* Activity
Lines of the data that contain the word "received" are the ones to copy.

>>>

//! `mmdgen extract` — pull Mermaid blocks out of markdown documents.

use crate::display;
use crate::errors::{EXIT_NO_INPUT, EXIT_SUCCESS};
use anyhow::{Context, Result};
use clap::Args;
use mmdgen_common::extract::MarkdownExtractor;
use mmdgen_common::render_options::ImageFormat;
use std::fs;
use std::path::PathBuf;

#[derive(Debug, Args)]
pub struct ExtractArgs {
    /// Input markdown document
    pub markdown_file: PathBuf,

    /// Extract blocks to this directory
    #[arg(long, short = 'o')]
    pub output_dir: Option<PathBuf>,

    /// Filename prefix for extracted blocks
    #[arg(long, default_value = "diagram")]
    pub prefix: String,

    /// List blocks without extracting
    #[arg(long, short = 'l')]
    pub list_only: bool,

    /// Replace blocks with image references and print/write the result
    #[arg(long, conflicts_with_all = ["output_dir", "list_only"])]
    pub replace_with_images: bool,

    /// Image format for references
    #[arg(long, value_enum, default_value_t = ImageFormat::Png)]
    pub image_format: ImageFormat,

    /// Image directory used in references
    #[arg(long, default_value = "diagrams")]
    pub image_dir: String,

    /// Write the rewritten markdown here instead of stdout
    #[arg(long, requires = "replace_with_images")]
    pub output_markdown: Option<PathBuf>,
}

pub fn run(args: ExtractArgs) -> Result<i32> {
    let extractor = match MarkdownExtractor::from_file(&args.markdown_file) {
        Ok(extractor) => extractor,
        Err(err) => {
            eprintln!("ERROR: {}", err);
            return Ok(EXIT_NO_INPUT);
        }
    };

    if args.replace_with_images {
        let rewritten = extractor.replace_with_images(
            &args.prefix,
            args.image_format.extension(),
            &args.image_dir,
        );
        match &args.output_markdown {
            Some(path) => {
                fs::write(path, rewritten)
                    .with_context(|| format!("failed to write {}", path.display()))?;
                println!("Rewritten markdown saved to {}", path.display());
            }
            None => print!("{}", rewritten),
        }
        return Ok(EXIT_SUCCESS);
    }

    if let Some(output_dir) = &args.output_dir {
        if !args.list_only {
            let saved = extractor.save_blocks(output_dir, &args.prefix)?;
            for path in &saved {
                println!("  saved {}", path.display());
            }
            println!("Extracted {} diagram(s)", saved.len());
            return Ok(EXIT_SUCCESS);
        }
    }

    display::print_blocks(&args.markdown_file, extractor.blocks());
    Ok(EXIT_SUCCESS)
}
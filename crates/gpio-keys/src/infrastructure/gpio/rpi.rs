//! Raspberry Pi GPIO via `rppal`.
//!
//! Pins use BCM numbering.  `rppal` talks to `/dev/gpiomem` (or
//! `/dev/mem` as root), so the service user needs to be in the `gpio` group.
//! A pin stays claimed for as long as its [`GpioLine`] lives; dropping the
//! line resets the pin to its previous mode.

use rppal::gpio::{self, Gpio, InputPin};
use tracing::debug;

use crate::application::gpio_line::{InputLine, Level, LineError, LineProvider};

/// Opens pins on the SoC's GPIO controller.
#[derive(Debug)]
pub struct RppalLines {
    gpio: Gpio,
}

impl RppalLines {
    /// Connects to the GPIO controller.
    ///
    /// # Errors
    ///
    /// Returns [`LineError::ControllerUnavailable`] if the controller cannot
    /// be accessed at all.
    pub fn new() -> Result<Self, LineError> {
        let gpio = Gpio::new().map_err(|e| LineError::ControllerUnavailable {
            reason: e.to_string(),
        })?;
        Ok(Self { gpio })
    }
}

impl LineProvider for RppalLines {
    fn open_input_pull_up(&self, pin: u8) -> Result<Box<dyn InputLine>, LineError> {
        let input = self
            .gpio
            .get(pin)
            .map_err(|e| LineError::PinUnavailable {
                pin,
                reason: e.to_string(),
            })?
            .into_input_pullup();
        debug!(pin, "GPIO input opened with pull-up");
        Ok(Box::new(GpioLine { pin, input }))
    }
}

/// One claimed input pin.
#[derive(Debug)]
pub struct GpioLine {
    pin: u8,
    input: InputPin,
}

impl InputLine for GpioLine {
    fn pin(&self) -> u8 {
        self.pin
    }

    fn read(&mut self) -> Result<Level, LineError> {
        Ok(match self.input.read() {
            gpio::Level::Low => Level::Low,
            gpio::Level::High => Level::High,
        })
    }
}

// ── Tests ─────────────────────────────────────────────────────────────────────
//! Recording [`UinputNode`] for tests.
//!
//! Every call is appended to a shared [`NodeLog`] that stays readable after
//! the node has been moved into a [`VirtualInputDevice`](super::VirtualInputDevice)
//! and dropped.

use std::io;
use std::sync::atomic::{AtomicBool, Ordering};
use std::sync::{Arc, Mutex};

use gpio_keys_core::protocol::{DESCRIPTOR_SIZE, INPUT_EVENT_SIZE};
use gpio_keys_core::{DeviceDescriptor, InputEvent};

use super::UinputNode;

/// One recorded node operation.
#[derive(Debug, Clone, PartialEq, Eq)]
pub enum NodeCall {
    SetEventBit(u16),
    SetKeyBit(u16),
    Write(Vec<u8>),
    Create,
    Destroy,
    /// The node was dropped.
    Close,
}

/// Shared view of everything a [`RecordingUinputNode`] was asked to do.
#[derive(Debug, Clone, Default)]
pub struct NodeLog(Arc<Mutex<Vec<NodeCall>>>);

impl NodeLog {
    pub fn calls(&self) -> Vec<NodeCall> {
        self.0.lock().unwrap().clone()
    }

    pub fn count(&self, call: &NodeCall) -> usize {
        self.0.lock().unwrap().iter().filter(|c| *c == call).count()
    }

    /// Every event-sized write, decoded, in order.
    pub fn events(&self) -> Vec<InputEvent> {
        self.writes()
            .into_iter()
            .filter(|bytes| bytes.len() == INPUT_EVENT_SIZE)
            .filter_map(|bytes| InputEvent::decode(&bytes).ok())
            .collect()
    }

    /// The descriptor-sized write, decoded, if one was made.
    pub fn descriptor(&self) -> Option<DeviceDescriptor> {
        self.writes()
            .into_iter()
            .find(|bytes| bytes.len() == DESCRIPTOR_SIZE)
            .and_then(|bytes| DeviceDescriptor::decode(&bytes).ok())
    }

    /// Index of the first occurrence of `call`.
    pub fn position(&self, call: &NodeCall) -> Option<usize> {
        self.0.lock().unwrap().iter().position(|c| c == call)
    }

    fn writes(&self) -> Vec<Vec<u8>> {
        self.0
            .lock()
            .unwrap()
            .iter()
            .filter_map(|c| match c {
                NodeCall::Write(bytes) => Some(bytes.clone()),
                _ => None,
            })
            .collect()
    }

    fn push(&self, call: NodeCall) {
        self.0.lock().unwrap().push(call);
    }
}

/// A [`UinputNode`] that records calls and can be told to fail.
#[derive(Debug, Default)]
pub struct RecordingUinputNode {
    log: NodeLog,
    fail_create: bool,
    fail_destroy: bool,
    fail_key_bit: Option<u16>,
    write_fault: Arc<AtomicBool>,
}

impl RecordingUinputNode {
    pub fn new() -> Self {
        Self::default()
    }

    pub fn with_failing_create(mut self) -> Self {
        self.fail_create = true;
        self
    }

    pub fn with_failing_destroy(mut self) -> Self {
        self.fail_destroy = true;
        self
    }

    pub fn with_failing_key_bit(mut self, code: u16) -> Self {
        self.fail_key_bit = Some(code);
        self
    }

    pub fn log(&self) -> NodeLog {
        self.log.clone()
    }

    /// While set, every write fails with `EIO`-like errors.
    pub fn write_fault(&self) -> Arc<AtomicBool> {
        Arc::clone(&self.write_fault)
    }
}

impl UinputNode for RecordingUinputNode {
    fn set_event_bit(&mut self, event_type: u16) -> io::Result<()> {
        self.log.push(NodeCall::SetEventBit(event_type));
        Ok(())
    }

    fn set_key_bit(&mut self, code: u16) -> io::Result<()> {
        self.log.push(NodeCall::SetKeyBit(code));
        if self.fail_key_bit == Some(code) {
            return Err(io::Error::new(io::ErrorKind::InvalidInput, "key bit rejected"));
        }
        Ok(())
    }

    fn write_all(&mut self, bytes: &[u8]) -> io::Result<()> {
        if self.write_fault.load(Ordering::SeqCst) {
            return Err(io::Error::new(io::ErrorKind::Other, "injected write fault"));
        }
        self.log.push(NodeCall::Write(bytes.to_vec()));
        Ok(())
    }

    fn create(&mut self) -> io::Result<()> {
        self.log.push(NodeCall::Create);
        if self.fail_create {
            return Err(io::Error::new(io::ErrorKind::PermissionDenied, "create rejected"));
        }
        Ok(())
    }

    fn destroy(&mut self) -> io::Result<()> {
        self.log.push(NodeCall::Destroy);
        if self.fail_destroy {
            return Err(io::Error::new(io::ErrorKind::Other, "destroy rejected"));
        }
        Ok(())
    }
}

impl Drop for RecordingUinputNode {
    fn drop(&mut self) {
        self.log.push(NodeCall::Close);
    }
}
//! GPIO input lines: one pulled-up pin sampled on demand.
//!
//! Buttons are wired active-low: the internal pull-up holds the line high
//! and a closed switch pulls it to ground, so `Level::Low` means pressed.

use thiserror::Error;

/// Instantaneous logic level of an input pin.
#[derive(Debug, Clone, Copy, PartialEq, Eq)]
pub enum Level {
    Low,
    High,
}

/// Error type for GPIO line operations.
#[derive(Debug, Error)]
pub enum LineError {
    /// The GPIO controller itself could not be accessed.
    #[error("GPIO controller unavailable: {reason}")]
    ControllerUnavailable { reason: String },

    /// The pin could not be reserved: already claimed, out of range or
    /// permission denied.
    #[error("GPIO pin {pin} unavailable: {reason}")]
    PinUnavailable { pin: u8, reason: String },

    /// A single sample failed.
    #[error("failed to read GPIO pin {pin}: {reason}")]
    Read { pin: u8, reason: String },
}

/// One pin opened as an input with pull-up bias.
pub trait InputLine: Send {
    /// BCM pin number this line was opened on.
    fn pin(&self) -> u8;

    /// Samples the raw level.  No debouncing or filtering.
    fn read(&mut self) -> Result<Level, LineError>;
}

/// Hands out input lines.  Each pin is opened once at startup and never
/// reconfigured; dropping the returned line releases the pin.
pub trait LineProvider {
    /// Reserves `pin` as an input with internal pull-up.
    ///
    /// # Errors
    ///
    /// Returns [`LineError::PinUnavailable`] if the pin cannot be reserved.
    fn open_input_pull_up(&self, pin: u8) -> Result<Box<dyn InputLine>, LineError>;
}
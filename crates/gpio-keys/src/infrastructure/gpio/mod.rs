//! GPIO line providers.
//!
//! - `rpi` – [`rpi::RppalLines`], Raspberry Pi GPIO through `rppal`
//!   (Linux only).
//! - `mock` – [`mock::MockLineProvider`], scripted lines for tests.

pub mod mock;

#[cfg(target_os = "linux")]
pub mod rpi;
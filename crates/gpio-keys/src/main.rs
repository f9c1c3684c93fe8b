//! gpio-keys service entry point.
//!
//! # Usage
//!
//! ```text
//! gpio-keys [OPTIONS]
//!
//! Options:
//!   --config <PATH>              TOML config file [default: /etc/gpio-keys/config.toml]
//!   --uinput-path <PATH>         Override [device] uinput_path
//!   --poll-interval-ms <MS>      Override [polling] interval_ms
//!   --print-default-config       Print the built-in configuration and exit
//! ```
//!
//! # Environment variable overrides
//!
//! | Variable                     | Flag                 |
//! |------------------------------|----------------------|
//! | `GPIO_KEYS_CONFIG`           | `--config`           |
//! | `GPIO_KEYS_UINPUT_PATH`      | `--uinput-path`      |
//! | `GPIO_KEYS_POLL_INTERVAL_MS` | `--poll-interval-ms` |
//!
//! `RUST_LOG` takes precedence over `[general] log_level`.
//!
//! # Lifecycle
//!
//! ```text
//! load config ─▶ create virtual keyboard ─▶ open pins ─▶ poll every 20 ms
//!                                                            │
//!                          Ctrl-C / SIGTERM clears `running` ┘
//!                                                            ▼
//!                              finish tick ─▶ destroy keyboard ─▶ exit
//! ```

use std::path::PathBuf;
use std::sync::{
    atomic::{AtomicBool, Ordering},
    Arc,
};

use anyhow::Context;
use clap::Parser;
use tracing::{error, info};
use tracing_subscriber::EnvFilter;

use gpio_keys::infrastructure::storage::config::{
    load_config, to_toml, AppConfig, DEFAULT_CONFIG_PATH,
};

// ── CLI argument definitions ──────────────────────────────────────────────────

/// Turns GPIO push buttons into a uinput virtual keyboard.
#[derive(Debug, Parser)]
#[command(name = "gpio-keys", version)]
struct Cli {
    /// Path to the TOML configuration file.  A missing file means defaults.
    #[arg(long, default_value = DEFAULT_CONFIG_PATH, env = "GPIO_KEYS_CONFIG")]
    config: PathBuf,

    /// uinput control node, overriding the config file.
    #[arg(long, env = "GPIO_KEYS_UINPUT_PATH")]
    uinput_path: Option<PathBuf>,

    /// Poll interval in milliseconds, overriding the config file.
    #[arg(long, env = "GPIO_KEYS_POLL_INTERVAL_MS")]
    poll_interval_ms: Option<u64>,

    /// Print the built-in configuration as TOML and exit.
    #[arg(long)]
    print_default_config: bool,
}

impl Cli {
    /// Loads the config file, applies command-line overrides and validates
    /// the result.
    ///
    /// # Errors
    ///
    /// Returns an error if the file cannot be read or parsed, or if the
    /// merged configuration fails validation.
    fn resolve_config(&self) -> anyhow::Result<AppConfig> {
        let mut config = load_config(&self.config)
            .with_context(|| format!("failed to load {}", self.config.display()))?;
        self.apply_overrides(&mut config);
        config
            .validate()
            .with_context(|| format!("invalid configuration from {}", self.config.display()))?;
        Ok(config)
    }

    fn apply_overrides(&self, config: &mut AppConfig) {
        if let Some(path) = &self.uinput_path {
            config.device.uinput_path = path.clone();
        }
        if let Some(ms) = self.poll_interval_ms {
            config.polling.interval_ms = ms;
        }
    }
}

// ── Entry point ───────────────────────────────────────────────────────────────

#[tokio::main]
async fn main() -> anyhow::Result<()> {
    let cli = Cli::parse();

    if cli.print_default_config {
        print!("{}", to_toml(&AppConfig::default())?);
        return Ok(());
    }

    let config = cli.resolve_config()?;

    tracing_subscriber::fmt()
        .with_env_filter(
            EnvFilter::try_from_default_env()
                .or_else(|_| EnvFilter::try_new(&config.general.log_level))
                .unwrap_or_else(|_| EnvFilter::new("info")),
        )
        .init();

    info!(
        config = %cli.config.display(),
        uinput = %config.device.uinput_path.display(),
        buttons = config.buttons.len(),
        "gpio-keys starting"
    );

    let running = Arc::new(AtomicBool::new(true));
    let running_clone = Arc::clone(&running);
    tokio::spawn(async move {
        wait_for_shutdown_signal().await;
        running_clone.store(false, Ordering::Relaxed);
    });

    run(config, running).await?;

    info!("gpio-keys stopped");
    Ok(())
}

#[cfg(target_os = "linux")]
async fn run(config: AppConfig, running: Arc<AtomicBool>) -> anyhow::Result<()> {
    use gpio_keys::infrastructure::emulator::stop_emulator_callback;
    use gpio_keys::infrastructure::open_hardware;

    let stop = stop_emulator_callback(&config.emulator);

    // Device creation sleeps for the settle delay.
    let mut manager = tokio::task::spawn_blocking(move || open_hardware(&config, stop))
        .await
        .context("startup task failed")?
        .context("failed to start the button bridge")?;

    manager.run(running).await;
    manager.shutdown();
    Ok(())
}

#[cfg(not(target_os = "linux"))]
async fn run(_config: AppConfig, _running: Arc<AtomicBool>) -> anyhow::Result<()> {
    anyhow::bail!("gpio-keys needs Linux: uinput and GPIO are not available on this platform")
}

/// Resolves on Ctrl-C or, on Unix, SIGTERM.
async fn wait_for_shutdown_signal() {
    #[cfg(unix)]
    {
        use tokio::signal::unix::{signal, SignalKind};

        match signal(SignalKind::terminate()) {
            Ok(mut sigterm) => {
                tokio::select! {
                    result = tokio::signal::ctrl_c() => {
                        if let Err(e) = result {
                            error!("failed to listen for Ctrl+C: {e}");
                        }
                        info!("received Ctrl+C, shutting down");
                    }
                    _ = sigterm.recv() => info!("received SIGTERM, shutting down"),
                }
                return;
            }
            Err(e) => error!("failed to install SIGTERM handler: {e}"),
        }
    }

    match tokio::signal::ctrl_c().await {
        Ok(()) => info!("received Ctrl+C, shutting down"),
        Err(e) => error!("failed to listen for Ctrl+C: {e}"),
    }
}

// ── Tests ─────────────────────────────────────────────────────────────────────

#[cfg(test)]
mod tests {
    use super::*;
    use std::time::Duration;

    #[test]
    fn test_cli_defaults() {
        let cli = Cli::try_parse_from(["gpio-keys"]).unwrap();

        assert_eq!(cli.config, PathBuf::from("/etc/gpio-keys/config.toml"));
        assert!(cli.uinput_path.is_none());
        assert!(cli.poll_interval_ms.is_none());
        assert!(!cli.print_default_config);
    }

    #[test]
    fn test_cli_overrides_parse() {
        let cli = Cli::try_parse_from([
            "gpio-keys",
            "--config",
            "/tmp/pad.toml",
            "--uinput-path",
            "/dev/input/uinput",
            "--poll-interval-ms",
            "5",
            "--print-default-config",
        ])
        .unwrap();

        assert_eq!(cli.config, PathBuf::from("/tmp/pad.toml"));
        assert_eq!(cli.uinput_path, Some(PathBuf::from("/dev/input/uinput")));
        assert_eq!(cli.poll_interval_ms, Some(5));
        assert!(cli.print_default_config);
    }

    #[test]
    fn test_resolve_config_applies_overrides_to_missing_file() {
        // Arrange
        let dir = tempfile::tempdir().unwrap();
        let cli = Cli {
            config: dir.path().join("absent.toml"),
            uinput_path: Some(PathBuf::from("/dev/input/uinput")),
            poll_interval_ms: Some(10),
            print_default_config: false,
        };

        // Act
        let config = cli.resolve_config().unwrap();

        // Assert
        assert_eq!(config.device.uinput_path, PathBuf::from("/dev/input/uinput"));
        assert_eq!(config.polling.interval(), Duration::from_millis(10));
        assert_eq!(config.buttons.len(), 11);
    }

    #[test]
    fn test_zero_poll_interval_override_is_rejected() {
        let dir = tempfile::tempdir().unwrap();
        let cli = Cli {
            config: dir.path().join("absent.toml"),
            uinput_path: None,
            poll_interval_ms: Some(0),
            print_default_config: false,
        };

        assert!(cli.resolve_config().is_err());
    }

    #[test]
    fn test_poll_interval_override_repairs_invalid_file_value() {
        // Arrange
        let dir = tempfile::tempdir().unwrap();
        let path = dir.path().join("config.toml");
        std::fs::write(&path, "[polling]\ninterval_ms = 0\n").unwrap();
        let cli = Cli::try_parse_from([
            "gpio-keys",
            "--config",
            path.to_str().unwrap(),
            "--poll-interval-ms",
            "20",
        ])
        .unwrap();

        // Act
        let config = cli.resolve_config().unwrap();

        // Assert
        assert_eq!(config.polling.interval_ms, 20);
    }

    #[test]
    fn test_invalid_file_value_without_override_is_rejected() {
        let dir = tempfile::tempdir().unwrap();
        let path = dir.path().join("config.toml");
        std::fs::write(&path, "[polling]\ninterval_ms = 0\n").unwrap();
        let cli = Cli::try_parse_from(["gpio-keys", "--config", path.to_str().unwrap()]).unwrap();

        assert!(cli.resolve_config().is_err());
    }

    #[test]
    fn test_resolve_config_reads_file() {
        let dir = tempfile::tempdir().unwrap();
        let path = dir.path().join("config.toml");
        std::fs::write(&path, "[emulator]\nprocess_name = \"retroarch\"\n").unwrap();
        let cli = Cli::try_parse_from(["gpio-keys", "--config", path.to_str().unwrap()]).unwrap();

        let config = cli.resolve_config().unwrap();

        assert_eq!(config.emulator.process_name, "retroarch");
    }
}
//! TOML-based configuration for the button bridge.
//!
//! The service reads `/etc/gpio-keys/config.toml` unless `--config` points
//! elsewhere.  Every field has a default, so an absent file or an empty one
//! yields the reference handheld layout:
//!
//! ```toml
//! [general]
//! log_level = "info"
//!
//! [device]
//! uinput_path = "/dev/uinput"
//! name = "gba-loader-input-controller"
//! vendor_id = 0x1234
//! product_id = 0x5678
//!
//! [polling]
//! interval_ms = 20
//! settle_delay_ms = 200
//!
//! [emulator]
//! process_name = "mgba"
//! signal = "TERM"
//!
//! [[buttons]]
//! name = "start"
//! pin = 27
//! action = { key = "KEY_ENTER" }
//!
//! [[buttons]]
//! name = "reset"
//! pin = 16
//! action = "stop_emulator"
//! ```
//!
//! A `[[buttons]]` table replaces the reference layout entirely; it is not
//! merged with it.

use std::path::{Path, PathBuf};
use std::time::Duration;

use gpio_keys_core::protocol::BUS_USB;
use gpio_keys_core::DeviceDescriptor;
use serde::{Deserialize, Serialize};
use thiserror::Error;

use crate::application::key_manager::{reference_table, validate_table, BindingSpec};
use crate::infrastructure::virtual_input::DEFAULT_UINPUT_PATH;

/// Where the service looks for its configuration by default.
pub const DEFAULT_CONFIG_PATH: &str = "/etc/gpio-keys/config.toml";

/// Error type for configuration file operations.
#[derive(Debug, Error)]
pub enum ConfigError {
    /// A file system I/O error occurred.
    #[error("I/O error accessing config at {path}: {source}")]
    Io {
        path: PathBuf,
        #[source]
        source: std::io::Error,
    },

    /// The TOML content could not be parsed.
    #[error("failed to parse config TOML: {0}")]
    Parse(#[from] toml::de::Error),

    /// The config could not be serialized to TOML.
    #[error("failed to serialize config: {0}")]
    Serialize(#[from] toml::ser::Error),

    /// The file parsed but describes something unusable.
    #[error("invalid config: {0}")]
    Invalid(String),
}

// ── Config schema types ───────────────────────────────────────────────────────

/// Top-level configuration.
#[derive(Debug, Clone, Serialize, Deserialize, PartialEq)]
pub struct AppConfig {
    #[serde(default)]
    pub general: GeneralConfig,
    #[serde(default)]
    pub device: DeviceConfig,
    #[serde(default)]
    pub polling: PollingConfig,
    #[serde(default)]
    pub emulator: EmulatorConfig,
    #[serde(default = "reference_table")]
    pub buttons: Vec<BindingSpec>,
}

#[derive(Debug, Clone, Serialize, Deserialize, PartialEq)]
pub struct GeneralConfig {
    /// `tracing` filter used when `RUST_LOG` is unset.
    #[serde(default = "default_log_level")]
    pub log_level: String,
}

/// The virtual keyboard and the node it is created through.
#[derive(Debug, Clone, Serialize, Deserialize, PartialEq)]
pub struct DeviceConfig {
    #[serde(default = "default_uinput_path")]
    pub uinput_path: PathBuf,
    /// Name reported to the input stack; at most 79 bytes.
    #[serde(default = "default_device_name")]
    pub name: String,
    #[serde(default = "default_bus_type")]
    pub bus_type: u16,
    #[serde(default = "default_vendor_id")]
    pub vendor_id: u16,
    #[serde(default = "default_product_id")]
    pub product_id: u16,
    #[serde(default = "default_device_version")]
    pub version: u16,
}

#[derive(Debug, Clone, Serialize, Deserialize, PartialEq)]
pub struct PollingConfig {
    /// Pause between ticks.  Also the effective debounce window.
    #[serde(default = "default_interval_ms")]
    pub interval_ms: u64,
    /// Wait after `UI_DEV_CREATE` before the first tick.
    #[serde(default = "default_settle_delay_ms")]
    pub settle_delay_ms: u64,
}

/// What the `stop_emulator` action signals.
#[derive(Debug, Clone, Serialize, Deserialize, PartialEq)]
pub struct EmulatorConfig {
    /// Exact process name matched by `pkill`.
    #[serde(default = "default_process_name")]
    pub process_name: String,
    /// Signal name without the `SIG` prefix.
    #[serde(default = "default_signal")]
    pub signal: String,
}

// ── Default helpers ───────────────────────────────────────────────────────────

fn default_log_level() -> String {
    "info".to_string()
}
fn default_uinput_path() -> PathBuf {
    PathBuf::from(DEFAULT_UINPUT_PATH)
}
fn default_device_name() -> String {
    "gba-loader-input-controller".to_string()
}
fn default_bus_type() -> u16 {
    BUS_USB
}
fn default_vendor_id() -> u16 {
    0x1234
}
fn default_product_id() -> u16 {
    0x5678
}
fn default_device_version() -> u16 {
    1
}
fn default_interval_ms() -> u64 {
    20
}
fn default_settle_delay_ms() -> u64 {
    200
}
fn default_process_name() -> String {
    "mgba".to_string()
}
fn default_signal() -> String {
    "TERM".to_string()
}

impl Default for AppConfig {
    fn default() -> Self {
        Self {
            general: GeneralConfig::default(),
            device: DeviceConfig::default(),
            polling: PollingConfig::default(),
            emulator: EmulatorConfig::default(),
            buttons: reference_table(),
        }
    }
}

impl Default for GeneralConfig {
    fn default() -> Self {
        Self {
            log_level: default_log_level(),
        }
    }
}

impl Default for DeviceConfig {
    fn default() -> Self {
        Self {
            uinput_path: default_uinput_path(),
            name: default_device_name(),
            bus_type: default_bus_type(),
            vendor_id: default_vendor_id(),
            product_id: default_product_id(),
            version: default_device_version(),
        }
    }
}

impl Default for PollingConfig {
    fn default() -> Self {
        Self {
            interval_ms: default_interval_ms(),
            settle_delay_ms: default_settle_delay_ms(),
        }
    }
}

impl Default for EmulatorConfig {
    fn default() -> Self {
        Self {
            process_name: default_process_name(),
            signal: default_signal(),
        }
    }
}

impl DeviceConfig {
    /// The `uinput_user_dev` identity for this device.
    pub fn descriptor(&self) -> DeviceDescriptor {
        DeviceDescriptor {
            name: self.name.clone(),
            bus_type: self.bus_type,
            vendor_id: self.vendor_id,
            product_id: self.product_id,
            version: self.version,
        }
    }
}

impl PollingConfig {
    pub fn interval(&self) -> Duration {
        Duration::from_millis(self.interval_ms)
    }

    pub fn settle_delay(&self) -> Duration {
        Duration::from_millis(self.settle_delay_ms)
    }
}

impl AppConfig {
    /// Rejects configurations the service cannot start with.
    ///
    /// # Errors
    ///
    /// Returns [`ConfigError::Invalid`] for a bad button table, a device name
    /// that does not fit `uinput_user_dev`, a zero poll interval or settle
    /// delay, or an unusable emulator process name or signal.
    pub fn validate(&self) -> Result<(), ConfigError> {
        validate_table(&self.buttons).map_err(|e| ConfigError::Invalid(e.to_string()))?;

        self.device
            .descriptor()
            .validate()
            .map_err(|e| ConfigError::Invalid(format!("[device] name: {e}")))?;

        if self.polling.interval_ms == 0 {
            return Err(ConfigError::Invalid(
                "[polling] interval_ms must be at least 1".into(),
            ));
        }
        if self.polling.settle_delay_ms == 0 {
            return Err(ConfigError::Invalid(
                "[polling] settle_delay_ms must be at least 1".into(),
            ));
        }

        if self.emulator.process_name.trim().is_empty() {
            return Err(ConfigError::Invalid(
                "[emulator] process_name must not be empty".into(),
            ));
        }
        let signal = &self.emulator.signal;
        if signal.is_empty() || !signal.chars().all(|c| c.is_ascii_alphanumeric()) {
            return Err(ConfigError::Invalid(format!(
                "[emulator] signal {signal:?} is not a signal name or number"
            )));
        }
        Ok(())
    }
}

// ── Config repository ─────────────────────────────────────────────────────────

/// Parses `AppConfig` from `path`, returning `AppConfig::default()` if the
/// file does not exist.
///
/// The result is not validated: callers apply their overrides first and then
/// call [`AppConfig::validate`] once.
///
/// # Errors
///
/// Returns [`ConfigError::Io`] for file-system errors other than "not found"
/// and [`ConfigError::Parse`] if the TOML is malformed.
pub fn load_config(path: &Path) -> Result<AppConfig, ConfigError> {
    match std::fs::read_to_string(path) {
        Ok(content) => Ok(toml::from_str::<AppConfig>(&content)?),
        Err(e) if e.kind() == std::io::ErrorKind::NotFound => Ok(AppConfig::default()),
        Err(source) => Err(ConfigError::Io {
            path: path.to_path_buf(),
            source,
        }),
    }
}

/// Renders `config` as pretty TOML.
///
/// # Errors
///
/// Returns [`ConfigError::Serialize`] if serialization fails.
pub fn to_toml(config: &AppConfig) -> Result<String, ConfigError> {
    Ok(toml::to_string_pretty(config)?)
}

// ── Tests ─────────────────────────────────────────────────────────────────────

<<<

* Task solution
                        info!("received Ctrl+C, shutting down");
                    _ = sigterm.recv() => info!("received SIGTERM, shutting down"),
        Ok(()) => info!("received Ctrl+C, shutting down"),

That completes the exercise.